Bank of South San Francisco v. Pike
Bank of South San Francisco v. Pike
Opinion of the Court
This is an appeal by Boaz D. Pike, Georgie S. Pike, and Edna Laura Pike from the judgment rendered in the case of the Bank of South San Francisco, a Corporation, Plaintiff and Appellant, v. Edna Laura Pike, et al., Defendants, Henry S. Bridge and Carrie E. Bridge, Defendants and Respondents, ante, p. 524, [200 Pac. 752]. *531 By stipulation of the parties the appeal is supported by, and rests on, the same record as in the Bridge case. The defendants Pike appeared and answered the plaintiff’s complaint; a trial on the merits was had; and the trial court rendered judgment in favor of the plaintiff and against these defendants and they have appealed from the judgment, and which judgment will hereinafter be termed the second judgment. The plaintiff alleged, and the trial court found, that on the twenty-third day of May, 1912, this plaintiff, the Bank of South San Francisco, obtained judgment against certain defendants, including the defendants B. D. Pike and Georgie S. Pike, for the sum of $5,714.31, and which judgment will hereinafter be termed the first judgment. The appellants make the claim that the first judgment was void because the summons was never served on the defendant Georgie S. Pike. If this claim can be sustained the judgment should be reversed; otherwise it should be affirmed. We think that the claim of the appellants is without merit for several different reasons, which we shall proceed to state.
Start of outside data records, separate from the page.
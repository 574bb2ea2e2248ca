//! Error taxonomy for the geometry service.
//!
//! Every failure a request can produce falls into one of three classes:
//! input errors (the payload is structurally wrong and never reached a
//! kernel), kernel errors (a geometry or projection operation could not be
//! carried out), and internal errors (everything else). The web boundary
//! maps these to distinct HTTP statuses so callers can tell a bad request
//! apart from a failed computation.

use thiserror::Error;

/// A structurally invalid request payload.
///
/// Input errors are raised before any kernel call is made.
#[derive(Debug, Error)]
pub enum InputError {
    /// The request envelope could not be deserialized.
    #[error("malformed request: {0}")]
    MalformedRequest(String),

    /// The geometry payload is not valid GeoJSON.
    #[error("malformed GeoJSON geometry: {0}")]
    MalformedGeoJson(String),

    /// A coordinate position has the wrong number of components.
    #[error("position has {0} components, expected 2 or 3")]
    BadPositionArity(usize),

    /// A coordinate value is NaN or infinite.
    #[error("coordinate value is not a finite number")]
    NonFiniteCoordinate,

    /// A polygon ring does not end at its starting position.
    #[error("polygon ring is not closed")]
    UnclosedRing,

    /// A polygon ring has too few positions.
    #[error("polygon ring has {0} positions, at least 4 are required")]
    ShortRing(usize),

    /// A line string has too few positions.
    #[error("line string has {0} positions, at least 2 are required")]
    ShortLineString(usize),

    /// An operation was invoked without a field it requires.
    #[error("operation '{op}' requires the '{field}' field")]
    MissingField {
        /// Operation selector from the request.
        op: &'static str,
        /// Name of the missing field.
        field: &'static str,
    },

    /// The buffer distance is NaN or infinite.
    #[error("buffer distance must be a finite number")]
    NonFiniteDistance,

    /// A CRS descriptor could not be parsed as an authority code.
    #[error("malformed CRS descriptor: {0:?}")]
    BadCrs(String),
}

/// A failure inside the geometry or projection kernel.
///
/// Kernel errors are deterministic: retrying the same request would fail
/// identically, so they are reported to the caller and never retried.
#[derive(Debug, Error)]
pub enum KernelError {
    /// The CRS descriptor is well-formed but names no known definition.
    #[error("unresolvable CRS: {0}")]
    UnknownCrs(String),

    /// A projected coordinate fell outside the projection's domain.
    #[error("coordinate outside projection domain")]
    ProjectionDomain,

    /// An overlay operation was applied to geometry with no areal content.
    #[error("operation '{op}' requires polygonal geometry")]
    NonAreal {
        /// The overlay operation that was requested.
        op: &'static str,
    },

    /// The kernel does not support the requested computation.
    #[error("unsupported operation: {0}")]
    Unsupported(String),
}

/// Top-level service error.
#[derive(Debug, Error)]
pub enum Error {
    /// Structurally invalid payload; reported as a client error.
    #[error(transparent)]
    Input(#[from] InputError),

    /// Kernel failure; reported as a distinguishable client-visible error.
    #[error(transparent)]
    Kernel(#[from] KernelError),

    /// Anything not classified above; reported as a server error.
    #[error(transparent)]
    Internal(#[from] anyhow::Error),
}

impl Error {
    /// Short classification tag carried in error responses.
    #[must_use]
    pub fn kind(&self) -> &'static str {
        match self {
            Self::Input(_) => "input",
            Self::Kernel(_) => "kernel",
            Self::Internal(_) => "internal",
        }
    }
}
(c) Assuming, as appellants contend, that the judgment in the first action was a judgment entered hy the clerk as distinguished from a judgment ordered by the court and that, therefore, the instrument does not have the same verity as the judgment of a court of general jurisdiction, still the appellants have not sustained their appeal. When the plaintiff applied to have the default of the appellants entered the clerk was thereupon called upon to perform a statutory duty in a statutory manner. (Gliddon v. Packard, 28 Cal. 649.) The appellants have shown that certain papers and files were at that time before the clerk. The appellants have not shown that there was not at that time before the clerk a minute entry which purported to authorize the withdrawal of the summons for the purpose of serving it on certain of the defendants. The trial court in this case has made a finding that the judgment in the first case was regular. Again, in support of the second judgment, we must presume that it was shown to the trial court, rendering the second judgment, that the said minute order had been obtained and was before the clerk when he entered the first judgment.
The record shows no error and the judgment is affirmed.
Langdon, P. J., and Nourse, J., concurred.
A petition to have the cause heard in the supreme court, after judgment in the district court of appeal, was denied by the supreme court on September 12, 1921, and the following opinion then rendered thereon:
THE COURT.—The application for a hearing in this court after decision by the district court of appeal of the first appellate district, division two, is denied.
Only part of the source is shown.